▶ Exercise goal
Search the records for the string "return" and copy every line where it turns up.

▶ Dataset
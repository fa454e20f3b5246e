//! TFTP write client (RFC 1350, octet mode)
//!
//! ```text
//!   client                          server
//!     │── WRQ name "octet" ──────────▶│ :69
//!     │◀──────────────── ACK 0 ───────│ :tid
//!     │── DATA 1 (512 bytes) ────────▶│ :tid
//!     │◀──────────────── ACK 1 ───────│
//!     │   ...                         │
//!     │── DATA n (< 512 bytes) ──────▶│
//!     │◀──────────────── ACK n ───────│
//! ```
//!
//! The server answers from a fresh port (its transfer id); every later packet
//! goes there, and packets from any other address are ignored.

use std::io;
use std::net::{Ipv4Addr, Ipv6Addr, SocketAddr, ToSocketAddrs, UdpSocket};
use std::time::{Duration, Instant};

use log::{debug, trace};

use super::{RejectReason, TransferError, UploadOutcome, Uploader};
use crate::config::{Endpoint, TransferConfig};
use crate::storage::MeasurementFile;

/// Payload bytes per DATA packet
pub const BLOCK_SIZE: usize = 512;

const HEADER_SIZE: usize = 4;
const MAX_PACKET: usize = HEADER_SIZE + BLOCK_SIZE;

const OP_WRQ: u16 = 2;
const OP_DATA: u16 = 3;
const OP_ACK: u16 = 4;
const OP_ERROR: u16 = 5;

const MODE: &[u8] = b"octet";

type Packet = heapless::Vec<u8, MAX_PACKET>;

/// Build a write request. Fails when the name cannot be carried in one packet.
fn write_request(name: &str) -> Result<Packet, RejectReason> {
    let invalid = || RejectReason::InvalidFilename {
        name: name.to_owned(),
    };
    if name.is_empty() || name.bytes().any(|b| b == 0) {
        return Err(invalid());
    }

    let opcode = OP_WRQ.to_be_bytes();
    let mut packet = Packet::new();
    for part in [&opcode[..], name.as_bytes(), &[0u8][..], MODE, &[0u8][..]] {
        packet.extend_from_slice(part).map_err(|_| invalid())?;
    }
    Ok(packet)
}

enum Reply {
    Ack(u16),
    Error { code: u16, message: String },
}

fn parse_reply(packet: &[u8]) -> Result<Reply, RejectReason> {
    if packet.len() < HEADER_SIZE {
        return Err(RejectReason::Malformed { len: packet.len() });
    }
    let opcode = u16::from_be_bytes([packet[0], packet[1]]);
    let arg = u16::from_be_bytes([packet[2], packet[3]]);

    match opcode {
        OP_ACK => Ok(Reply::Ack(arg)),
        OP_ERROR => {
            let message = packet[HEADER_SIZE..]
                .split(|&b| b == 0)
                .next()
                .unwrap_or_default();
            Ok(Reply::Error {
                code: arg,
                message: String::from_utf8_lossy(message).into_owned(),
            })
        }
        _ => Err(RejectReason::UnexpectedPacket { opcode }),
    }
}

fn resolve(server: &Endpoint) -> io::Result<SocketAddr> {
    if server.port == 0 {
        return Err(io::Error::new(
            io::ErrorKind::InvalidInput,
            "port 0 is not a valid destination",
        ));
    }
    (server.host.as_str(), server.port)
        .to_socket_addrs()?
        .next()
        .ok_or_else(|| io::Error::new(io::ErrorKind::NotFound, "host resolved to no address"))
}

/// One transfer in progress
struct Session {
    socket: UdpSocket,
    server: SocketAddr,
    /// Server transfer port, known once the request is acknowledged
    peer: Option<SocketAddr>,
    label: String,
    timeout: Duration,
}

impl Session {
    fn open(server: &Endpoint, timeout: Duration) -> Result<Self, TransferError> {
        let label = server.to_string();
        let unreachable = |source: io::Error| TransferError::Unreachable {
            server: label.clone(),
            source,
        };

        let address = resolve(server).map_err(unreachable)?;
        let local: SocketAddr = if address.is_ipv4() {
            (Ipv4Addr::UNSPECIFIED, 0).into()
        } else {
            (Ipv6Addr::UNSPECIFIED, 0).into()
        };
        let socket = UdpSocket::bind(local).map_err(unreachable)?;

        Ok(Self {
            socket,
            server: address,
            peer: None,
            label,
            timeout,
        })
    }

    fn unreachable(&self, source: io::Error) -> TransferError {
        TransferError::Unreachable {
            server: self.label.clone(),
            source,
        }
    }

    fn rejected(&self, reason: RejectReason) -> TransferError {
        TransferError::Rejected {
            server: self.label.clone(),
            reason,
        }
    }

    fn send(&self, packet: &[u8]) -> Result<(), TransferError> {
        let target = self.peer.unwrap_or(self.server);
        self.socket
            .send_to(packet, target)
            .map_err(|e| self.unreachable(e))?;
        Ok(())
    }

    fn send_data(&self, block: u16, chunk: &[u8]) -> Result<(), TransferError> {
        let mut packet = [0u8; MAX_PACKET];
        packet[..2].copy_from_slice(&OP_DATA.to_be_bytes());
        packet[2..HEADER_SIZE].copy_from_slice(&block.to_be_bytes());
        packet[HEADER_SIZE..HEADER_SIZE + chunk.len()].copy_from_slice(chunk);
        self.send(&packet[..HEADER_SIZE + chunk.len()])
    }

    fn accepts(&self, from: SocketAddr) -> bool {
        match self.peer {
            Some(peer) => from == peer,
            None => from.ip() == self.server.ip(),
        }
    }

    /// Wait for the acknowledgement of `block`, skipping duplicates of the
    /// previous one and anything from a foreign address.
    fn await_ack(&mut self, block: u16) -> Result<(), TransferError> {
        let deadline = Instant::now() + self.timeout;
        let timed_out = TransferError::Timeout {
            server: self.label.clone(),
            block,
            timeout: self.timeout,
        };
        let mut buf = [0u8; MAX_PACKET];

        loop {
            let remaining = deadline.saturating_duration_since(Instant::now());
            if remaining.is_zero() {
                return Err(timed_out);
            }
            self.socket
                .set_read_timeout(Some(remaining))
                .map_err(|e| self.unreachable(e))?;

            let (len, from) = match self.socket.recv_from(&mut buf) {
                Ok(received) => received,
                Err(e)
                    if matches!(e.kind(), io::ErrorKind::WouldBlock | io::ErrorKind::TimedOut) =>
                {
                    return Err(timed_out);
                }
                Err(e) => return Err(self.unreachable(e)),
            };

            if !self.accepts(from) {
                trace!("(tftp) Ignoring {} bytes from {}", len, from);
                continue;
            }

            match parse_reply(&buf[..len]).map_err(|reason| self.rejected(reason))? {
                Reply::Ack(acked) if acked == block => {
                    if self.peer.is_none() {
                        self.peer = Some(from);
                    }
                    return Ok(());
                }
                Reply::Ack(acked) if acked == block.wrapping_sub(1) => {
                    trace!("(tftp) Duplicate ACK {}", acked);
                }
                Reply::Ack(acked) => {
                    return Err(self.rejected(RejectReason::OutOfOrder {
                        expected: block,
                        got: acked,
                    }));
                }
                Reply::Error { code, message } => {
                    return Err(self.rejected(RejectReason::ServerError { code, message }));
                }
            }
        }
    }
}

/// Blocking TFTP uploader.
///
/// Each block is sent once. No reply to the write request ends the transfer
/// with [`TransferError::Unreachable`]; a missing acknowledgement for a data
/// block ends it with [`TransferError::Timeout`].
#[derive(Debug, Clone)]
pub struct TftpClient {
    timeout: Duration,
    block_pause: Duration,
}

impl TftpClient {
    pub fn new(timeout: Duration, block_pause: Duration) -> Self {
        Self {
            // A zero read timeout means "block forever" to the socket
            timeout: timeout.max(Duration::from_millis(1)),
            block_pause,
        }
    }

    pub fn from_config(config: &TransferConfig) -> Self {
        Self::new(config.timeout, config.block_pause)
    }
}

impl Default for TftpClient {
    fn default() -> Self {
        Self::from_config(&TransferConfig::default())
    }
}

impl Uploader for TftpClient {
    fn upload(
        &mut self,
        file: &MeasurementFile,
        server: &Endpoint,
    ) -> Result<UploadOutcome, TransferError> {
        let request = write_request(&file.name).map_err(|reason| TransferError::Rejected {
            server: server.to_string(),
            reason,
        })?;

        let mut session = Session::open(server, self.timeout)?;
        session.send(&request)?;
        // The socket is unconnected, so a refused or dead host only shows up
        // as silence
        session.await_ack(0).map_err(|e| match e {
            TransferError::Timeout {
                server, timeout, ..
            } => TransferError::Unreachable {
                server,
                source: io::Error::new(
                    io::ErrorKind::TimedOut,
                    format!("no reply to write request within {timeout:?}"),
                ),
            },
            other => other,
        })?;
        debug!(
            "(tftp) Write request for {} accepted, transfer port {:?}",
            file.name, session.peer
        );

        let mut outcome = UploadOutcome {
            bytes_sent: 0,
            blocks: 0,
            acknowledged: false,
        };
        let mut block: u16 = 0;
        let mut offset = 0;
        loop {
            let end = (offset + BLOCK_SIZE).min(file.len());
            let chunk = &file.contents[offset..end];
            block = block.wrapping_add(1);

            session.send_data(block, chunk)?;
            session.await_ack(block)?;
            outcome.bytes_sent += chunk.len();
            outcome.blocks += 1;
            trace!("(tftp) Block {} acknowledged ({} bytes)", block, chunk.len());

            // A short (possibly empty) block ends the transfer
            if chunk.len() < BLOCK_SIZE {
                break;
            }
            offset = end;
            if !self.block_pause.is_zero() {
                std::thread::sleep(self.block_pause);
            }
        }

        outcome.acknowledged = true;
        Ok(outcome)
    }
}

▶ Exercise response
        return Err(invalid());
        return Err(RejectReason::Malformed { len: packet.len() });
        return Err(io::Error::new(
                return Err(timed_out);
                    return Err(timed_out);
                Err(e) => return Err(self.unreachable(e)),
                    return Ok(());
                    return Err(self.rejected(RejectReason::OutOfOrder {
                    return Err(self.rejected(RejectReason::ServerError { code, message }));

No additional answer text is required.